Assumption of risk is a legal doctrine that limits a claimant’s right to compensation, if there is evidence to show that they had expressed knowledge of the risks associated with an activity but willingly assumed the risk. While Texas is pretty strict on the application of this defense, there are situations where it could be valid.

Assumption Of Risk in The Texan Context

“In some states, the assumption of risk defense applies by default for inherently risky activities, such as rock climbing, paragliding, scuba diving, etc. There was also a time when the assumption of risk was an affirmative defense in Texas personal injury cases when properly used, but not anymore,” says Texas personal injury lawyer Felix Gonzalez

However, the law still recognizes that an individual can expressly assume the risk in what may have otherwise been a tort claim, thereby limiting their chances of recovering compensation. 

For a defendant to use the express assumption of risk as a defense in a tort claim, they must show that the claimant contracted to do so by signing a contract or orally. 

Where the Assumption of Risk Defense May Apply

As mentioned earlier, the express assumption of risk is applicable in every case where the defendant can prove the claim’s written or oral assumption of the risks. 

For example, most establishments offering activities that involve significant risk to injury, such as sky diving or mountain climbing, will have participants sign a document waiving their right to compensation for harm arising from risks that are inherent to the activity. 

It can apply in medical malpractice claims after sustaining injuries that are inherent to the procedure. Injuries intrinsic to a surgical procedure must be expressly mentioned in the medical consent form signed before surgery. 

It can also apply in some product liability lawsuits if the injuries for which claimants file a claim were inherent to using the product. For example, using a chainsaw exposes the user to some risks, such as the chain coming off and causing an injury. As long as the cause of the chain coming off is not a result of manufacturer fault and the claimant consented to use the product knowing the risks, the defendant can use the express assumption of risk as a defense.

Limitations To Express Assumption of Risks

The express assumption of risk doctrine only applies to risks that are inherent to the activity in question. For example, while falling is intrinsic to rock climbing, rope breakage is not.
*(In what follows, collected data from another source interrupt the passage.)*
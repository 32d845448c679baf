//! Lifecycle hooks for sockets and routes.
//!
//! Every socket carries its own [`Hooks`] registry and every route carries a
//! second one; lifecycle moments are delivered to the socket's listeners
//! first, then to the route's. Callbacks run synchronously on the connection
//! task, outside the registry lock, so a hook may register or remove other
//! hooks without deadlocking.

use std::collections::HashMap;
use std::sync::Arc;

use bytes::Bytes;
use parking_lot::Mutex;

use crate::socket::EventSocket;

/// The lifecycle moments a hook can subscribe to.
#[derive(Debug, Clone, Copy, PartialEq, Eq, Hash)]
pub enum HookKind {
    /// A connection passed the accept policy and its socket was constructed.
    Accept,
    /// A connection was turned away by the accept policy.
    Reject,
    /// Any inbound data message, after event dispatch.
    Message,
    /// Any inbound data message, before event dispatch.
    MessageBeforeEvents,
    /// An inbound message that was not dispatched as an event or operation.
    NotEventMessage,
    /// An event frame whose name has no registered handler.
    UnknownEvent,
    /// An event payload that failed its handler's validator.
    ParsingFailed,
    /// An init payload that failed the init validator.
    InitParsingFailed,
    /// An init callback that refused the connection.
    InitFailed,
    /// The connection closed.
    Close,
    /// The connection failed with a transport error.
    Error,
    /// A ping frame arrived.
    Ping,
    /// A pong frame arrived.
    Pong,
    /// The connection was torn down locally via terminate.
    Terminate,
}

/// A lifecycle moment together with its context.
#[derive(Clone)]
pub enum SocketEvent {
    /// See [`HookKind::Accept`].
    Accept {
        /// The freshly constructed socket.
        socket: Arc<EventSocket>,
    },
    /// See [`HookKind::Reject`]. No socket exists for rejected connections.
    Reject {
        /// Route path the connection targeted.
        path: String,
        /// Status code chosen by the policy, if any.
        status: Option<u16>,
        /// Reason chosen by the policy, if any.
        reason: Option<String>,
    },
    /// See [`HookKind::Message`].
    Message {
        /// The receiving socket.
        socket: Arc<EventSocket>,
        /// Raw message bytes.
        data: Bytes,
        /// Whether the frame was binary.
        binary: bool,
    },
    /// See [`HookKind::MessageBeforeEvents`].
    MessageBeforeEvents {
        /// The receiving socket.
        socket: Arc<EventSocket>,
        /// Raw message bytes.
        data: Bytes,
        /// Whether the frame was binary.
        binary: bool,
    },
    /// See [`HookKind::NotEventMessage`].
    NotEventMessage {
        /// The receiving socket.
        socket: Arc<EventSocket>,
        /// Raw message bytes.
        data: Bytes,
        /// Whether the frame was binary.
        binary: bool,
    },
    /// See [`HookKind::UnknownEvent`].
    UnknownEvent {
        /// The receiving socket.
        socket: Arc<EventSocket>,
        /// Event name with no handler.
        name: String,
        /// The undecoded payload.
        payload: Bytes,
    },
    /// See [`HookKind::ParsingFailed`].
    ParsingFailed {
        /// The receiving socket.
        socket: Arc<EventSocket>,
        /// Name of the event whose payload was rejected.
        event: String,
        /// The rejected payload.
        payload: Bytes,
    },
    /// See [`HookKind::InitParsingFailed`]. No socket exists yet.
    InitParsingFailed {
        /// Route path the connection targeted.
        path: String,
        /// The rejected init payload.
        data: Bytes,
    },
    /// See [`HookKind::InitFailed`]. No socket exists yet.
    InitFailed {
        /// Route path the connection targeted.
        path: String,
    },
    /// See [`HookKind::Close`].
    Close {
        /// The closed socket.
        socket: Arc<EventSocket>,
        /// Close code from the close frame, or 1005/1006 when absent.
        code: u16,
        /// Close reason bytes.
        reason: Bytes,
    },
    /// See [`HookKind::Error`].
    Error {
        /// The failed socket.
        socket: Arc<EventSocket>,
        /// Description of the transport error.
        message: String,
    },
    /// See [`HookKind::Ping`].
    Ping {
        /// The receiving socket.
        socket: Arc<EventSocket>,
        /// Ping payload.
        data: Bytes,
    },
    /// See [`HookKind::Pong`].
    Pong {
        /// The receiving socket.
        socket: Arc<EventSocket>,
        /// Pong payload.
        data: Bytes,
    },
    /// See [`HookKind::Terminate`].
    Terminate {
        /// The terminated socket.
        socket: Arc<EventSocket>,
    },
}

impl SocketEvent {
    /// The hook kind this event is delivered to.
    #[must_use]
    pub fn kind(&self) -> HookKind {
        match self {
            Self::Accept { .. } => HookKind::Accept,
            Self::Reject { .. } => HookKind::Reject,
            Self::Message { .. } => HookKind::Message,
            Self::MessageBeforeEvents { .. } => HookKind::MessageBeforeEvents,
            Self::NotEventMessage { .. } => HookKind::NotEventMessage,
            Self::UnknownEvent { .. } => HookKind::UnknownEvent,
            Self::ParsingFailed { .. } => HookKind::ParsingFailed,
            Self::InitParsingFailed { .. } => HookKind::InitParsingFailed,
            Self::InitFailed { .. } => HookKind::InitFailed,
            Self::Close { .. } => HookKind::Close,
            Self::Error { .. } => HookKind::Error,
            Self::Ping { .. } => HookKind::Ping,
            Self::Pong { .. } => HookKind::Pong,
            Self::Terminate { .. } => HookKind::Terminate,
        }
    }
}

type HookFn = Arc<dyn Fn(&SocketEvent) + Send + Sync>;

/// Handle returned by [`Hooks::on`] and [`Hooks::once`], used to unsubscribe.
#[derive(Debug, Clone, Copy, PartialEq, Eq, Hash)]
pub struct HookId(u64);

#[derive(Clone)]
struct Entry {
    id: HookId,
    callback: HookFn,
    once: bool,
}

#[derive(Default)]
struct Table {
    next_id: u64,
    entries: HashMap<HookKind, Vec<Entry>>,
}

/// A registry of lifecycle hooks keyed by [`HookKind`].
#[derive(Default)]
pub struct Hooks {
    inner: Mutex<Table>,
}

impl Hooks {
    /// Create an empty registry.
    #[must_use]
    pub fn new() -> Self {
        Self::default()
    }

    /// Register `callback` for every occurrence of `kind`.
    pub fn on(
        &self,
        kind: HookKind,
        callback: impl Fn(&SocketEvent) + Send + Sync + 'static,
    ) -> HookId {
        self.subscribe(kind, Arc::new(callback), false)
    }

    /// Register `callback` for the next occurrence of `kind` only.
    pub fn once(
        &self,
        kind: HookKind,
        callback: impl Fn(&SocketEvent) + Send + Sync + 'static,
    ) -> HookId {
        self.subscribe(kind, Arc::new(callback), true)
    }

    /// Remove a previously registered hook. Returns whether it was present.
    pub fn off(&self, id: HookId) -> bool {
        let mut table = self.inner.lock();
        for entries in table.entries.values_mut() {
            if let Some(pos) = entries.iter().position(|entry| entry.id == id) {
                entries.remove(pos);
                return true;
            }
        }
        false
    }

    /// Deliver `event` to every listener of its kind, in registration order.
    ///
    /// One-shot listeners are unregistered before their callback runs, so a
    /// `once` hook fires at most one time even if a callback re-emits.
    pub fn emit(&self, event: &SocketEvent) {
        let to_run: Vec<HookFn> = {
            let mut table = self.inner.lock();
            match table.entries.get_mut(&event.kind()) {
                Some(entries) => {
                    let callbacks = entries
                        .iter()
                        .map(|entry| Arc::clone(&entry.callback))
                        .collect();
                    entries.retain(|entry| !entry.once);
                    callbacks
                }
                None => Vec::new(),
            }
        };
        for callback in to_run {
            callback(event);
        }
    }

    /// Number of listeners currently registered for `kind`.
    #[must_use]
    pub fn listener_count(&self, kind: HookKind) -> usize {
        self.inner
            .lock()
            .entries
            .get(&kind)
            .map_or(0, Vec::len)
    }

    fn subscribe(&self, kind: HookKind, callback: HookFn, once: bool) -> HookId {
        let mut table = self.inner.lock();
        table.next_id += 1;
        let id = HookId(table.next_id);
        table
            .entries
            .entry(kind)
            .or_default()
            .push(Entry { id, callback, once });
        id
    }
}

#[cfg(test)]
mod tests {
    use std::sync::atomic::{AtomicUsize, Ordering};

    use super::*;

    fn init_failed() -> SocketEvent {
        SocketEvent::InitFailed {
            path: "/test".into(),
        }
    }

    #[test]
    fn on_fires_every_time() {
        let hooks = Hooks::new();
        let hits = Arc::new(AtomicUsize::new(0));
        let counter = Arc::clone(&hits);
        hooks.on(HookKind::InitFailed, move |_| {
            counter.fetch_add(1, Ordering::SeqCst);
        });
        hooks.emit(&init_failed());
        hooks.emit(&init_failed());
        assert_eq!(hits.load(Ordering::SeqCst), 2);
    }

    #[test]
    fn once_fires_exactly_once() {
        let hooks = Hooks::new();
        let hits = Arc::new(AtomicUsize::new(0));
        let counter = Arc::clone(&hits);
        hooks.once(HookKind::InitFailed, move |_| {
            counter.fetch_add(1, Ordering::SeqCst);
        });
        hooks.emit(&init_failed());
        hooks.emit(&init_failed());
        assert_eq!(hits.load(Ordering::SeqCst), 1);
        assert_eq!(hooks.listener_count(HookKind::InitFailed), 0);
    }

    #[test]
    fn off_removes_listener() {
        let hooks = Hooks::new();
        let hits = Arc::new(AtomicUsize::new(0));
        let counter = Arc::clone(&hits);
        let id = hooks.on(HookKind::InitFailed, move |_| {
            counter.fetch_add(1, Ordering::SeqCst);
        });
        assert!(hooks.off(id));
        assert!(!hooks.off(id));
        hooks.emit(&init_failed());
        assert_eq!(hits.load(Ordering::SeqCst), 0);
    }

    #[test]
    fn listeners_run_in_registration_order() {
        let hooks = Hooks::new();
        let order = Arc::new(Mutex::new(Vec::new()));
        for tag in ["first", "second", "third"] {
            let order = Arc::clone(&order);
            hooks.on(HookKind::InitFailed, move |_| order.lock().push(tag));
        }
        hooks.emit(&init_failed());
        assert_eq!(*order.lock(), vec!["first", "second", "third"]);
    }

    #[test]
    fn emit_without_listeners_is_noop() {
        let hooks = Hooks::new();
        hooks.emit(&init_failed());
        assert_eq!(hooks.listener_count(HookKind::InitFailed), 0);
    }
}
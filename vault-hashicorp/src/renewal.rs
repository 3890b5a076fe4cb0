//! Scheduled token renewal.

use crate::client::VaultClient;
use std::sync::Arc;
use std::time::Duration;
use tokio::sync::watch;
use tokio::task::JoinHandle;
use tracing::{error, info, warn};

/// Lower bound between two renewals.
const MIN_RENEW_DELAY: Duration = Duration::from_secs(1);

/// Background task keeping the Vault token alive.
///
/// Renews once at start, then `renew_buffer` before each granted TTL runs
/// out. Stops on the first failure or when the shutdown channel flips.
#[derive(Debug)]
pub struct TokenRenewTask {
    client: Arc<VaultClient>,
    shutdown: watch::Receiver<bool>,
}

impl TokenRenewTask {
    /// Create a task bound to `client`.
    #[must_use]
    pub const fn new(client: Arc<VaultClient>, shutdown: watch::Receiver<bool>) -> Self {
        Self { client, shutdown }
    }

    /// Spawn onto the current runtime.
    #[must_use]
    pub fn spawn(self) -> JoinHandle<()> {
        tokio::spawn(self.run())
    }

    /// Run until failure or shutdown.
    pub async fn run(mut self) {
        if !self.client.settings().scheduled_token_renew_enabled {
            info!("Scheduled token renewal disabled");
            return;
        }

        match self.client.look_up_token().await {
            Ok(token) if token.renewable => {}
            Ok(_) => {
                warn!("Vault token is not renewable, scheduled renewal disabled");
                return;
            }
            Err(e) => {
                error!(error = %e, "Vault token lookup failed, scheduled renewal disabled");
                return;
            }
        }

        let buffer = self.client.settings().token_renew_buffer;
        loop {
            if *self.shutdown.borrow() {
                break;
            }

            let ttl = match self.client.renew_token().await {
                Ok(ttl) => ttl,
                Err(e) => {
                    error!(error = %e, "Scheduled token renewal stopped");
                    return;
                }
            };

            let delay = next_delay(ttl, buffer);
            info!(ttl_secs = ttl.as_secs(), next_in_ms = delay.as_millis(), "Vault token renewed");

            tokio::select! {
                () = tokio::time::sleep(delay) => {}
                changed = self.shutdown.changed() => {
                    if changed.is_err() {
                        break;
                    }
                }
            }
        }

        info!("Scheduled token renewal shut down");
    }
}

fn next_delay(ttl: Duration, buffer: Duration) -> Duration {
    ttl.checked_sub(buffer)
        .filter(|delay| !delay.is_zero())
        .unwrap_or(ttl / 2)
        .max(MIN_RENEW_DELAY)
}

#[cfg(test)]
mod tests {
    use super::*;
    use crate::config::VaultSettings;
    use secrecy::SecretString;
    use test_utils::fixtures::{vault_auth_response, vault_token_lookup_response};
    use url::Url;
    use wiremock::matchers::{method, path};
    use wiremock::{Mock, MockServer, ResponseTemplate};

    fn client(server: &MockServer, renew_enabled: bool) -> Arc<VaultClient> {
        let settings = VaultSettings::new(
            Url::parse(&server.uri()).unwrap(),
            SecretString::from("s.renew".to_string()),
        )
        .with_scheduled_token_renew(renew_enabled)
        .with_retry(connector_common::RetryConfig::default().with_max_retries(0));
        Arc::new(VaultClient::new(settings).unwrap())
    }

    async fn mount_lookup(server: &MockServer, renewable: bool) {
        Mock::given(method("GET"))
            .and(path("/v1/auth/token/lookup-self"))
            .respond_with(
                ResponseTemplate::new(200).set_body_json(vault_token_lookup_response(60, renewable)),
            )
            .mount(server)
            .await;
    }

    #[test]
    fn test_next_delay() {
        assert_eq!(next_delay(Duration::from_secs(300), Duration::from_secs(30)), Duration::from_secs(270));
        assert_eq!(next_delay(Duration::from_secs(20), Duration::from_secs(30)), Duration::from_secs(10));
        assert_eq!(next_delay(Duration::ZERO, Duration::from_secs(30)), MIN_RENEW_DELAY);
    }

    #[tokio::test]
    async fn test_disabled_renewal_makes_no_request() {
        let server = MockServer::start().await;
        Mock::given(method("GET"))
            .respond_with(ResponseTemplate::new(200))
            .expect(0)
            .mount(&server)
            .await;
        let (_tx, rx) = watch::channel(false);

        TokenRenewTask::new(client(&server, false), rx).run().await;
    }

    #[tokio::test]
    async fn test_non_renewable_token_stops() {
        let server = MockServer::start().await;
        mount_lookup(&server, false).await;
        Mock::given(method("POST"))
            .respond_with(ResponseTemplate::new(200))
            .expect(0)
            .mount(&server)
            .await;
        let (_tx, rx) = watch::channel(false);

        TokenRenewTask::new(client(&server, true), rx).run().await;
    }

    #[tokio::test]
    async fn test_failed_renewal_stops() {
        let server = MockServer::start().await;
        mount_lookup(&server, true).await;
        Mock::given(method("POST"))
            .and(path("/v1/auth/token/renew-self"))
            .respond_with(ResponseTemplate::new(403))
            .expect(1)
            .mount(&server)
            .await;
        let (_tx, rx) = watch::channel(false);

        tokio::time::timeout(Duration::from_secs(5), TokenRenewTask::new(client(&server, true), rx).run())
            .await
            .unwrap();
    }

    #[tokio::test]
    async fn test_renews_on_schedule_until_shutdown() {
        let server = MockServer::start().await;
        mount_lookup(&server, true).await;
        Mock::given(method("POST"))
            .and(path("/v1/auth/token/renew-self"))
            .respond_with(ResponseTemplate::new(200).set_body_json(vault_auth_response("s.renew", 1)))
            .mount(&server)
            .await;
        let (tx, rx) = watch::channel(false);

        let handle = TokenRenewTask::new(client(&server, true), rx).spawn();
        tokio::time::sleep(Duration::from_millis(1500)).await;
        tx.send(true).unwrap();
        tokio::time::timeout(Duration::from_secs(2), handle).await.unwrap().unwrap();

        let renewals = server
            .received_requests()
            .await
            .unwrap()
            .iter()
            .filter(|r| r.url.path() == "/v1/auth/token/renew-self")
            .count();
        assert!(renewals >= 2, "expected at least two renewals, saw {renewals}");
    }
}
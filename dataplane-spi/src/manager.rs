//! Data-plane side of signaling.

use crate::{DataAddress, DataFlowStartMessage, DataFlowState, StatusResult};
use async_trait::async_trait;

/// Runs data flows on a data plane.
#[async_trait]
pub trait DataPlaneManager: Send + Sync {
    /// Check that a start message can be served.
    async fn validate(&self, message: &DataFlowStartMessage) -> StatusResult<()>;

    /// Accept and start a flow.
    async fn initiate(&self, message: DataFlowStartMessage) -> StatusResult<()>;

    /// Terminate a flow.
    async fn terminate(&self, process_id: &str, reason: Option<String>) -> StatusResult<()>;

    /// Current state of a flow; unknown flows are `NOT_TRACKED`.
    async fn transfer_state(&self, process_id: &str) -> DataFlowState;
}

/// Issues and checks endpoint data references for PULL flows.
#[async_trait]
pub trait DataPlaneAuthorizationService: Send + Sync {
    /// Create the endpoint data reference a consumer uses to reach the flow.
    async fn create_endpoint_data_reference(
        &self,
        message: &DataFlowStartMessage,
    ) -> StatusResult<DataAddress>;

    /// Resolve an access token to the source address it grants.
    async fn authorize(&self, token: &str) -> StatusResult<DataAddress>;

    /// Invalidate every token issued for a flow.
    async fn revoke(&self, process_id: &str) -> StatusResult<()>;
}
//! Suspend, terminate and start-response transformers.

use crate::properties::{DATA_ADDRESS, REASON};
use crate::{check_type, types};
use dataplane_spi::{
    DataAddress, DataFlowResponseMessage, DataFlowSuspendMessage, DataFlowTerminateMessage,
};
use serde_json::Value;
use transform_core::jsonld;
use transform_core::{JsonObject, TransformerContext, TypeTransformer};

fn reason_object(type_name: &str, reason: Option<&String>) -> JsonObject {
    let mut object = jsonld::compact_object(type_name);
    if let Some(reason) = reason {
        object.insert(REASON.into(), reason.clone().into());
    }
    object
}

/// `DataFlowSuspendMessage` to JSON.
#[derive(Debug, Default, Clone, Copy)]
pub struct SuspendMessageToJson;

impl TypeTransformer<DataFlowSuspendMessage, JsonObject> for SuspendMessageToJson {
    fn transform(
        &self,
        message: &DataFlowSuspendMessage,
        _context: &mut TransformerContext<'_>,
    ) -> Option<JsonObject> {
        Some(reason_object(
            types::DATA_FLOW_SUSPEND_MESSAGE,
            message.reason.as_ref(),
        ))
    }
}

/// JSON to `DataFlowSuspendMessage`.
#[derive(Debug, Default, Clone, Copy)]
pub struct SuspendMessageFromJson;

impl TypeTransformer<JsonObject, DataFlowSuspendMessage> for SuspendMessageFromJson {
    fn transform(
        &self,
        object: &JsonObject,
        context: &mut TransformerContext<'_>,
    ) -> Option<DataFlowSuspendMessage> {
        check_type(object, types::DATA_FLOW_SUSPEND_MESSAGE, context).then(|| {
            DataFlowSuspendMessage {
                reason: jsonld::string_property(object, REASON),
            }
        })
    }
}

/// `DataFlowTerminateMessage` to JSON.
#[derive(Debug, Default, Clone, Copy)]
pub struct TerminateMessageToJson;

impl TypeTransformer<DataFlowTerminateMessage, JsonObject> for TerminateMessageToJson {
    fn transform(
        &self,
        message: &DataFlowTerminateMessage,
        _context: &mut TransformerContext<'_>,
    ) -> Option<JsonObject> {
        Some(reason_object(
            types::DATA_FLOW_TERMINATE_MESSAGE,
            message.reason.as_ref(),
        ))
    }
}

/// JSON to `DataFlowTerminateMessage`.
#[derive(Debug, Default, Clone, Copy)]
pub struct TerminateMessageFromJson;

impl TypeTransformer<JsonObject, DataFlowTerminateMessage> for TerminateMessageFromJson {
    fn transform(
        &self,
        object: &JsonObject,
        context: &mut TransformerContext<'_>,
    ) -> Option<DataFlowTerminateMessage> {
        check_type(object, types::DATA_FLOW_TERMINATE_MESSAGE, context).then(|| {
            DataFlowTerminateMessage {
                reason: jsonld::string_property(object, REASON),
            }
        })
    }
}

/// `DataFlowResponseMessage` to JSON.
#[derive(Debug, Default, Clone, Copy)]
pub struct ResponseMessageToJson;

impl TypeTransformer<DataFlowResponseMessage, JsonObject> for ResponseMessageToJson {
    fn transform(
        &self,
        message: &DataFlowResponseMessage,
        context: &mut TransformerContext<'_>,
    ) -> Option<JsonObject> {
        let mut object = jsonld::compact_object(types::DATA_FLOW_RESPONSE_MESSAGE);
        if let Some(address) = &message.data_address {
            let address: JsonObject = context.transform(address)?;
            object.insert(DATA_ADDRESS.into(), Value::Object(address));
        }
        Some(object)
    }
}

/// JSON to `DataFlowResponseMessage`.
///
/// Data planes answer either with a response message or with the bare
/// endpoint data reference; both are accepted.
#[derive(Debug, Default, Clone, Copy)]
pub struct ResponseMessageFromJson;

impl TypeTransformer<JsonObject, DataFlowResponseMessage> for ResponseMessageFromJson {
    fn transform(
        &self,
        object: &JsonObject,
        context: &mut TransformerContext<'_>,
    ) -> Option<DataFlowResponseMessage> {
        if let Some(address) = jsonld::object_property(object, DATA_ADDRESS) {
            let address: DataAddress = context.transform(address)?;
            return Some(DataFlowResponseMessage::with_data_address(address));
        }

        let bare_address = jsonld::has_type(object, types::DATA_ADDRESS)
            || jsonld::property(object, DataAddress::TYPE).is_some();
        if bare_address {
            let address: DataAddress = context.transform(object)?;
            return Some(DataFlowResponseMessage::with_data_address(address));
        }

        check_type(object, types::DATA_FLOW_RESPONSE_MESSAGE, context)
            .then(DataFlowResponseMessage::default)
    }
}

#[cfg(test)]
mod tests {
    use super::*;
    use serde_json::json;
    use transform_core::TypeTransformerRegistry;

    fn registry() -> TypeTransformerRegistry {
        crate::signaling_transformer_registry()
    }

    fn object(value: Value) -> JsonObject {
        value.as_object().cloned().unwrap()
    }

    #[test]
    fn test_terminate_message_with_reason() {
        let message = DataFlowTerminateMessage {
            reason: Some("contract expired".into()),
        };

        let json: JsonObject = registry().transform(&message).unwrap();
        assert_eq!(
            Value::Object(json.clone()),
            json!({
                "@context": {"@vocab": "https://w3id.org/edc/v0.0.1/ns/"},
                "@type": "DataFlowTerminateMessage",
                "reason": "contract expired"
            })
        );

        let back: DataFlowTerminateMessage = registry().transform(&json).unwrap();
        assert_eq!(back, message);
    }

    #[test]
    fn test_suspend_message_without_reason() {
        let json: JsonObject = registry()
            .transform(&DataFlowSuspendMessage::default())
            .unwrap();
        assert!(!json.contains_key("reason"));

        let back: DataFlowSuspendMessage = registry().transform(&object(json!({}))).unwrap();
        assert!(back.reason.is_none());
    }

    #[test]
    fn test_control_message_type_mismatch() {
        let json = object(json!({"@type": "DataFlowSuspendMessage", "reason": "x"}));
        assert!(
            registry()
                .transform::<_, DataFlowTerminateMessage>(&json)
                .is_err()
        );
    }

    #[test]
    fn test_response_with_data_address() {
        let message = DataFlowResponseMessage::with_data_address(
            DataAddress::new("https://w3id.org/idsa/v4.1/HTTP")
                .with_property("endpoint", "http://dp/public"),
        );

        let json: JsonObject = registry().transform(&message).unwrap();
        assert_eq!(json["dataAddress"]["endpoint"], json!("http://dp/public"));

        let back: DataFlowResponseMessage = registry().transform(&json).unwrap();
        assert_eq!(back, message);
    }

    #[test]
    fn test_response_from_bare_address() {
        let json = object(json!({
            "@context": {"@vocab": "https://w3id.org/edc/v0.0.1/ns/"},
            "@type": "DataAddress",
            "type": "https://w3id.org/idsa/v4.1/HTTP",
            "authorization": "token"
        }));

        let response: DataFlowResponseMessage = registry().transform(&json).unwrap();

        let address = response.data_address.unwrap();
        assert_eq!(address.address_type(), "https://w3id.org/idsa/v4.1/HTTP");
        assert_eq!(address.string_property("authorization"), Some("token"));
    }

    #[test]
    fn test_empty_response() {
        let response: DataFlowResponseMessage = registry()
            .transform(&object(json!({"@type": "DataFlowResponseMessage"})))
            .unwrap();
        assert!(response.data_address.is_none());
    }
}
If a fault in the ropes provided by an establishment is the cause of an accident, the establishment will be liable for the accident. 

The defense may also not apply in cases of an intentional tort or wanton disregard of the safety of others by the establishment or its employees. In such a situation, the defendant will not only be facing civil lawsuits in a personal injury claim but also a criminal charge. 

Cases involving the assumption of risk can be pretty challenging. As such, it’s always advisable to involve a Texas personal injury lawyer as early as you can. The more you wait, the more your chances of making mistakes that can hurt your case and rob you of your right to compensation.